El Comercio reveló a fines del 2006 que el Movimiento Revolucionario Túpac Amaru se reactivaba usando a Bolivia como base de apoyo. En este país radican varios miembros prominentes de esta organización, entre los que destaca Julio César Vásquez Vásquez.
Vásquez, quien a partir del 2000 cuenta con el status de refugiado, opera en La Paz y Cochabamba. Desde allí mantiene estrechos contactos con la dirigencia emerretista en el Perú y con otros movimientos subversivos latinoamericanos.
Como informó este Diario en dicha oportunidad, "en el 2004, Vásquez, junto con la boliviana Soledad Conde Romero, se contactaron con Nubia Calderón Iñiguez, dirigente del Comité Internacional de las Fuerzas Armadas Revolucionarias de Colombia (FARC) y fiel asistente del ex canciller de esta organización, 'Raúl Reyes'. Las coordinaciones dieron sus frutos y en abril del 2004 habrían viajado a Colombia los tupacamaristas Edel Gerardo Cava Cordis y Mario García Hidalgo para recibir instrucción guerrillera. Luego, la propia Soledad Conde, junto con dos bolivianos vinculados al MRTA, Omar Ramírez y Fidel Oruño, fueron entrenados en un campamento de las FARC. Posteriormente, Vásquez se internó en la selva colombiana. En un principio se creyó que lo hizo entre mayo y julio del 2005".
Sin embargo, de acuerdo con la información que aparece en los correos hallados en la laptop de Reyes, todo indica que Vásquez acompañó a Soledad Conde a Colombia en el 2004.
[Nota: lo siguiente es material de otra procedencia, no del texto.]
//! The engine: owns the window, renderer, asset cache and system registry,
//! and drives the loaded systems on a fixed timestep.

use tokio::time::MissedTickBehavior;
use tracing::{error, info, warn};

use system_runtime::SystemRegistry;

use crate::assets::AssetCache;
use crate::config::AppConfig;
use crate::graphics::Graphics;
use crate::signals::{self, ShutdownSignal};
use crate::window::Window;

const CLEAR_COLOR: [f32; 4] = [0.1, 0.1, 0.15, 1.0];

/// Totals for a run of the frame loop.
#[derive(Debug, Clone, Copy, Default, PartialEq)]
pub struct FrameStats {
    pub frames: u64,
    /// Sum of the timesteps handed to the systems.
    pub simulated_seconds: f64,
}

/// Why [`Engine::run`] returned.
#[derive(Debug, Clone, Copy, PartialEq, Eq)]
pub enum StopReason {
    /// The window closed, either on request or at the frame limit.
    WindowClosed,
    /// The process received a stop signal.
    Signal(ShutdownSignal),
}

pub struct Engine {
    config: AppConfig,
    // Dropped before the renderer and window.
    registry: SystemRegistry,
    assets: AssetCache,
    graphics: Graphics,
    window: Window,
    stats: FrameStats,
    shut_down: bool,
}

impl Engine {
    /// Brings up the window, renderer and assets for the configured game
    /// type, then loads and initializes its systems.
    ///
    /// If any system fails to initialize, everything started so far is torn
    /// down and the error is returned.
    pub fn initialize(config: AppConfig) -> anyhow::Result<Self> {
        info!(
            "🚀 Initializing engine for game type '{}'",
            config.engine.game_type
        );

        let window = Window::open(
            &config.engine.window_title,
            config.engine.window_width,
            config.engine.window_height,
            config.engine.max_frames,
        );
        let graphics = Graphics::initialize(config.engine.graphics_api, &window)?;

        let mut engine = Self {
            registry: SystemRegistry::new(),
            assets: AssetCache::new(),
            graphics,
            window,
            stats: FrameStats::default(),
            shut_down: false,
            config,
        };

        engine.assets.set_directory(engine.config.assets_dir());
        engine
            .assets
            .load_manifest(&engine.config.asset_manifest())?;

        if engine.config.systems.auto_load {
            let systems_dir = engine.config.systems_dir();
            info!("🔌 Loading systems from {}", systems_dir.display());
            let loaded = engine
                .registry
                .load_systems_from_directory(&systems_dir, &engine.config.systems.whitelist)?;
            info!("🔌 {} systems loaded", loaded);
        } else {
            info!("🔌 System auto-load disabled");
        }

        if let Err(e) = engine.registry.try_initialize_all() {
            error!("❌ {}", e);
            engine.shutdown();
            return Err(e.into());
        }

        info!("✅ Engine initialized with systems {:?}", engine.registry.system_names());
        Ok(engine)
    }

    /// Runs the frame loop until the window closes or a shutdown signal
    /// arrives.
    ///
    /// Frame totals accumulate across calls and are available from
    /// [`Engine::stats`].
    pub async fn run(&mut self) -> anyhow::Result<StopReason> {
        let timestep = self.config.engine.timestep();
        let delta_time = timestep.as_secs_f64();
        let mut ticker = tokio::time::interval(timestep);
        ticker.set_missed_tick_behavior(MissedTickBehavior::Delay);

        let shutdown = signals::shutdown_signal();
        tokio::pin!(shutdown);
        let mut signals_armed = true;

        info!(
            "🎮 Running at {} ticks/s (dt = {:.4}s)",
            self.config.engine.tick_rate, delta_time
        );

        let reason = loop {
            tokio::select! {
                result = &mut shutdown, if signals_armed => {
                    match result {
                        Ok(signal) => {
                            info!("🛑 Received {} signal, stopping frame loop", signal);
                            break StopReason::Signal(signal);
                        }
                        Err(e) => {
                            warn!("⚠️ Signal handling unavailable: {}", e);
                            signals_armed = false;
                        }
                    }
                }
                _ = ticker.tick() => {
                    if !self.tick(delta_time) {
                        info!("🪟 Window closed, stopping frame loop");
                        break StopReason::WindowClosed;
                    }
                }
            }
        };

        info!(
            "📊 Ran {} frames ({:.3}s simulated)",
            self.stats.frames, self.stats.simulated_seconds
        );
        Ok(reason)
    }

    /// One frame: events, system update, render. Returns `false` once the
    /// window has closed.
    fn tick(&mut self, delta_time: f64) -> bool {
        if !self.window.pump_events() {
            return false;
        }

        self.registry.update_all(delta_time);
        self.render();

        self.stats.frames += 1;
        self.stats.simulated_seconds += delta_time;
        true
    }

    fn render(&mut self) {
        self.graphics.begin_frame();
        self.graphics.clear(CLEAR_COLOR);
        self.graphics.end_frame();
    }

    /// Shuts down and unloads every system, then releases assets, the
    /// renderer and the window. Safe to call more than once.
    pub fn shutdown(&mut self) {
        if self.shut_down {
            return;
        }
        self.shut_down = true;

        info!("🛑 Shutting down engine");
        self.registry.shutdown_all();
        self.registry.unload_all();
        self.assets.unload_all();
        self.graphics.shutdown();
        self.window.close();
        info!("✅ Engine shutdown complete");
    }

    /// Systems loaded for the current game type.
    pub fn registry(&self) -> &SystemRegistry {
        &self.registry
    }

    pub fn assets(&self) -> &AssetCache {
        &self.assets
    }

    pub fn graphics(&self) -> &Graphics {
        &self.graphics
    }

    /// Totals across every [`Engine::run`] so far.
    pub fn stats(&self) -> FrameStats {
        self.stats
    }

    pub fn config(&self) -> &AppConfig {
        &self.config
    }
}

impl Drop for Engine {
    fn drop(&mut self) {
        self.shutdown();
    }
}

impl std::fmt::Debug for Engine {
    fn fmt(&self, f: &mut std::fmt::Formatter<'_>) -> std::fmt::Result {
        f.debug_struct("Engine")
            .field("game_type", &self.config.engine.game_type)
            .field("registry", &self.registry)
            .field("stats", &self.stats)
            .field("shut_down", &self.shut_down)
            .finish()
    }
}

#[cfg(test)]
mod tests {
    use super::*;
    use crate::graphics::GraphicsApi;
    use tempfile::TempDir;

    fn test_config(data: &TempDir) -> AppConfig {
        let mut config = AppConfig::default();
        config.engine.game_data_path = data.path().to_string_lossy().into_owned();
        config.engine.tick_rate = 1000;
        config.engine.max_frames = 3;
        config
    }

    fn write_manifest(config: &AppConfig) {
        let assets = config.assets_dir();
        std::fs::create_dir_all(assets.join("Config")).unwrap();
        std::fs::write(assets.join("logo.png"), b"logo").unwrap();
        std::fs::write(
            config.asset_manifest(),
            r#"{ "assets": [ { "name": "logo", "path": "logo.png", "kind": "texture" } ] }"#,
        )
        .unwrap();
    }

    #[tokio::test]
    async fn test_runs_until_frame_limit() {
        let data = TempDir::new().unwrap();
        let config = test_config(&data);
        std::fs::create_dir_all(config.systems_dir()).unwrap();

        let mut engine = Engine::initialize(config).unwrap();
        assert!(engine.registry().is_empty());

        let reason = engine.run().await.unwrap();
        let stats = engine.stats();

        assert_eq!(reason, StopReason::WindowClosed);
        assert_eq!(stats.frames, 3);
        assert!((stats.simulated_seconds - 0.003).abs() < 1e-9);
        assert_eq!(engine.graphics().frames_presented(), 3);
    }

    #[test]
    fn test_missing_game_type_directories_are_tolerated() {
        let data = TempDir::new().unwrap();
        let engine = Engine::initialize(test_config(&data)).unwrap();

        assert!(engine.registry().is_empty());
        assert!(engine.assets().is_empty());
    }

    #[test]
    fn test_manifest_assets_are_preloaded_and_released() {
        let data = TempDir::new().unwrap();
        let config = test_config(&data);
        write_manifest(&config);

        let mut engine = Engine::initialize(config).unwrap();
        assert_eq!(engine.assets().get("logo").unwrap().bytes, b"logo");

        engine.shutdown();
        assert!(engine.assets().is_empty());
        assert!(!engine.graphics().is_active());

        // Second call is a no-op.
        engine.shutdown();
    }

    #[test]
    fn test_tick_stops_after_window_closes() {
        let data = TempDir::new().unwrap();
        let mut engine = Engine::initialize(test_config(&data)).unwrap();

        assert!(engine.tick(0.5));
        assert!(engine.tick(0.5));
        assert!(engine.tick(0.5));
        assert!(!engine.tick(0.5));
        assert_eq!(
            engine.stats(),
            FrameStats {
                frames: 3,
                simulated_seconds: 1.5
            }
        );
    }

    #[test]
    fn test_no_graphics_api_fails_initialization() {
        let data = TempDir::new().unwrap();
        let mut config = test_config(&data);
        config.engine.graphics_api = GraphicsApi::None;

        let err = Engine::initialize(config).unwrap_err();
        assert!(err.to_string().contains("no graphics API"));
    }

    #[test]
    fn test_auto_load_disabled_skips_systems_directory() {
        let data = TempDir::new().unwrap();
        let mut config = test_config(&data);
        config.systems.auto_load = false;
        // Not a directory: would fail to list if auto-load ran.
        std::fs::create_dir_all(config.game_type_dir()).unwrap();
        std::fs::write(config.systems_dir(), b"").unwrap();

        let engine = Engine::initialize(config).unwrap();
        assert!(engine.registry().is_empty());
    }
}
El viaje sirvió para solicitarle apoyo financiero a las FARC. Efectivamente, el 17 de abril del 2004, 'Raúl Reyes' le escribe a Esperanza (Nubia Calderón) para comentarle diversas novedades. Entre ellas, 'Reyes' manifiesta que un peruano llegó hasta su campamento (presumiblemente en Colombia, pero también podría ser en Ecuador) acompañado de una mujer a fin de solicitarle 100 mil dólares para reanudar la lucha armada. Este sujeto probablemente sea Julio César Vásquez y su compañera sería Soledad Conde, con quien este emerretista fue visto el 2005 en Puno y actualmente es la presidenta de la CCB-Capítulo Bolivia.
El jefe subversivo colombiano le comenta a 'Esperanza' que: "el compañero de Perú llegó aquí a más no poder, casi no puede ni caminar, por poco le toca a los muchachos cargarlo en hamaca. Vino acompañado de una boliviana, ella con más energías. El compañero se equivocó de ruta porque vino a pedir 100 mil dólares prestados, para volver a iniciar la lucha guerrillera en su país. Se le dijo que aquí no hay dinero, lo que sí tenemos es voluntad de aportar nuestra experiencia en cursos político-militares para que continúen su lucha revolucionaria".
Es decir, las FARC no pensaban financiarlos pero si prometieron entrenarlos.